La Giornata mondiale della prematurità (World Prematurity Day), celebrata il 17 novembre dal 2011 in più di 60 Paesi, ha l'obiettivo di sensibilizzare l'opinione pubblica su un problema allarmante spesso sottovalutato, dando voce alle famiglie dei piccoli pazienti che lottano per la vita.
I dati italiani. In Italia, secondo il Ministero della Salute, nascono ogni anno oltre 30.000 prematuri (il 7% del totale). La Società Italiana di Neonatologia ha però rilevato che nelle donne che nel nostro Paese hanno contratto la covid durante la gravidanza, la prematurità ha avuto un'impennata, con il 19,7% di nascite pretermine.

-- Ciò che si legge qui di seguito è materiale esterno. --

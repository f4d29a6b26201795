pub mod catcher;
pub mod clicker;
pub mod memory;

use crate::config::{GameConfig, GameType};
use crate::screen::{Canvas, Projection, Rgb};
use std::fmt;
use std::time::{Duration, Instant};

pub const FIELD_WIDTH: f32 = 800.0;
pub const FIELD_HEIGHT: f32 = 600.0;
const FRAME: Duration = Duration::from_micros(16_667);
const PLACEHOLDER_ASSET: &str = "●";

pub struct GameDescriptor
{
    pub game_type: GameType,
    pub description: &'static str,
}

pub fn registry() -> Vec<GameDescriptor>
{
    vec![
        GameDescriptor {
            game_type: GameType::Clicker,
            description: "Click the growing targets before they fade (30s)",
        },
        GameDescriptor {
            game_type: GameType::Catcher,
            description: "Move the paddle to catch falling items (5 lives)",
        },
        GameDescriptor {
            game_type: GameType::Memory,
            description: "Flip cards and find every matching pair",
        },
    ]
}

/// One-shot game-over callback. Consumed on first use, so a session can
/// report at most one score.
pub struct GameOver
{
    callback: Option<Box<dyn FnOnce(u32)>>,
}

impl GameOver
{
    pub fn new(callback: impl FnOnce(u32) + 'static) -> Self
    {
        Self {
            callback: Some(Box::new(callback)),
        }
    }

    pub fn fire(&mut self, score: u32) -> bool
    {
        match self.callback.take() {
            Some(callback) => {
                callback(score);
                true
            }
            None => false,
        }
    }

    pub fn is_fired(&self) -> bool
    {
        self.callback.is_none()
    }
}

impl fmt::Debug for GameOver
{
    fn fmt(&self, f: &mut fmt::Formatter<'_>) -> fmt::Result
    {
        f.debug_struct("GameOver")
            .field("fired", &self.is_fired())
            .finish()
    }
}

#[derive(Clone, Copy, Debug, PartialEq)]
pub enum PointerKind
{
    Press,
    Move,
}

#[derive(Clone, Copy, Debug, PartialEq)]
pub struct Pointer
{
    pub kind: PointerKind,
    pub x: f32,
    pub y: f32,
}

#[derive(Clone, Copy, Debug, PartialEq, Eq)]
pub enum GameKey
{
    Left,
    Right,
    Up,
    Down,
    Select,
}

/// Display-side projection of a session, refreshed at redraw rate.
#[derive(Clone, Debug, PartialEq)]
pub struct Hud
{
    pub score: u32,
    pub status: String,
}

/// Theme colours resolved once per session for drawing.
#[derive(Clone, Copy, Debug, PartialEq)]
pub struct Palette
{
    pub primary: Rgb,
    pub secondary: Rgb,
    pub background: Rgb,
    pub text: Rgb,
    pub accent: Rgb,
}

impl Palette
{
    pub fn from_config(config: &GameConfig) -> Self
    {
        let theme = &config.theme;
        Self {
            primary: Rgb::parse_or(&theme.primary, Rgb::new(99, 102, 241)),
            secondary: Rgb::parse_or(&theme.secondary, Rgb::new(236, 72, 153)),
            background: Rgb::parse_or(&theme.background, Rgb::new(15, 23, 42)),
            text: Rgb::parse_or(&theme.text, Rgb::new(248, 250, 252)),
            accent: Rgb::parse_or(&theme.accent, Rgb::new(250, 204, 21)),
        }
    }
}

pub trait MiniGame
{
    fn pointer(&mut self, pointer: Pointer, now: Instant);

    fn key(&mut self, key: GameKey, now: Instant);

    fn update(&mut self, now: Instant);

    /// Ends the session immediately, reporting a score of 0.
    fn abort(&mut self);

    fn is_over(&self) -> bool;

    fn hud(&self) -> Hud;

    fn draw(&self, canvas: &mut Canvas, projection: &Projection);
}

pub fn mount(
    config: &GameConfig,
    on_game_over: impl FnOnce(u32) + 'static,
    now: Instant,
) -> Box<dyn MiniGame>
{
    let game_over = GameOver::new(on_game_over);
    match config.game_type {
        GameType::Clicker => Box::new(clicker::Clicker::new(config, game_over, now)),
        GameType::Catcher => Box::new(catcher::Catcher::new(config, game_over, now)),
        GameType::Memory => Box::new(memory::Memory::new(config, game_over, now)),
    }
}

/// Elapsed time expressed in 60 Hz frames.
pub(crate) fn frames_between(from: Instant, to: Instant) -> f32
{
    to.saturating_duration_since(from).as_secs_f32() / FRAME.as_secs_f32()
}

pub(crate) fn asset_or_placeholder(assets: &[String], index: usize) -> &str
{
    assets
        .get(index)
        .map(String::as_str)
        .unwrap_or(PLACEHOLDER_ASSET)
}

pub(crate) fn speed_ms(base: f32, per_speed: f32, floor: f32, speed: f32) -> Duration
{
    let millis = (base - per_speed * speed).max(floor);
    Duration::from_micros((millis * 1000.0).round() as u64)
}

#[cfg(test)]
pub(crate) mod test_support
{
    use super::GameOver;
    use std::cell::RefCell;
    use std::rc::Rc;

    pub fn recorder() -> (GameOver, Rc<RefCell<Vec<u32>>>)
    {
        let calls = Rc::new(RefCell::new(Vec::new()));
        let sink = Rc::clone(&calls);
        let game_over = GameOver::new(move |score| sink.borrow_mut().push(score));
        (game_over, calls)
    }
}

Purtroppo, nonostante i progressi della medicina, grazie ai quali sempre più spesso i nati prematuri riescono a sopravvivere, il killer numero uno dei neonati è ancora la nascita prematura. I bambini che nel mondo nascono prima delle 37 settimane di gestazione, sono circa uno su dieci, 15 milioni l'anno: oltre un milione di loro muore, spesso nelle prime ore di vita, per complicazioni collegate alla prematurità, dai problemi respiratori all'immaturità degli organi.
La nascita prematura interessa famiglie ricche e povere, anche se in percentuali e per cause molto diverse. Il tasso più alto di mortalità per nascita prematura (circa 16 decessi ogni 1.000 nascite) si ha nei paesi dell'Africa occidentale, Liberia e Sierra Leone.
Le cause. Perché a un certo punto della gravidanza, in alcune donne si innesca il parto prematuro? Gli scienziati non hanno ancora una risposta precisa. Si conoscono i fattori di rischio, che nei Paesi in via di sviluppo e in quelli sviluppati sono completamente diversi. Nei Paesi poveri, sono soprattutto le infezioni della madre durante la gravidanza e le condizioni di vita pesanti a contribuire al rischio; in quelli ricchi, invece, influisce l'età sempre più avanzata della madre, l'uso delle tecniche di riproduzione assistita, e fattori come l'ipertensione e l'obesità.
Un terzo dei bambini nasce prematuro, soprattutto nei Paesi industrializzati, per "scelta", quando complicazioni durante la gravidanza, come la pre-eclampsia, rendono preferibile ricorrere a un parto cesareo anticipato.
Genetica o stress? Forse ci sono fattori genetici che incidono. Sicuramente le infezioni, anche quelle più comuni, sembrano avere un ruolo nell'innescare il parto prematuro. Perfino lo stress psicologico della madre, probabilmente in sinergia con altri fattori come l'infiammazione, sembra in grado di dare il via al parto quando non è ancora il momento, ma non si sa quali siano i processi biologici in gioco, e in che cosa esattamente i meccanismi del parto a termine differiscano da quello prematuro.
In diversi centri di ricerca si stanno dedicando risorse e attenzione crescente alla comprensione del problema e alle misure di prevenzione. Sono per esempio in corso studi per individuare dei marcatori biologici che, con un esame del sangue o dell'urina, possano individuare in modo più attendibile le donne maggiormente a rischio.
Cure low-tech che funzionano. Trent'anni fa, la maggior parte dei bambini nati a 28 settimane di gestazione, dodici settimane prima del tempo, non sopravviveva oltre il primo anno. Oggi, il 90 per cento ce la fa, anche se questa percentuale vale per i Paesi sviluppati. La situazione è diversa nei Paesi poveri, ma ci sono "tecnologie" che sembrano funzionare ovunque. Per esempio, la cosiddetta tecnica della madre canguro, che consiste nel tenere il bambino a stretto contatto di pelle con la madre, sembra per esempio contribuire alla sopravvivenza dei neonati prematuri, come anche l'allattamento al seno, o la disponibilità di dispositivi semplici per la ventilazione meccanica.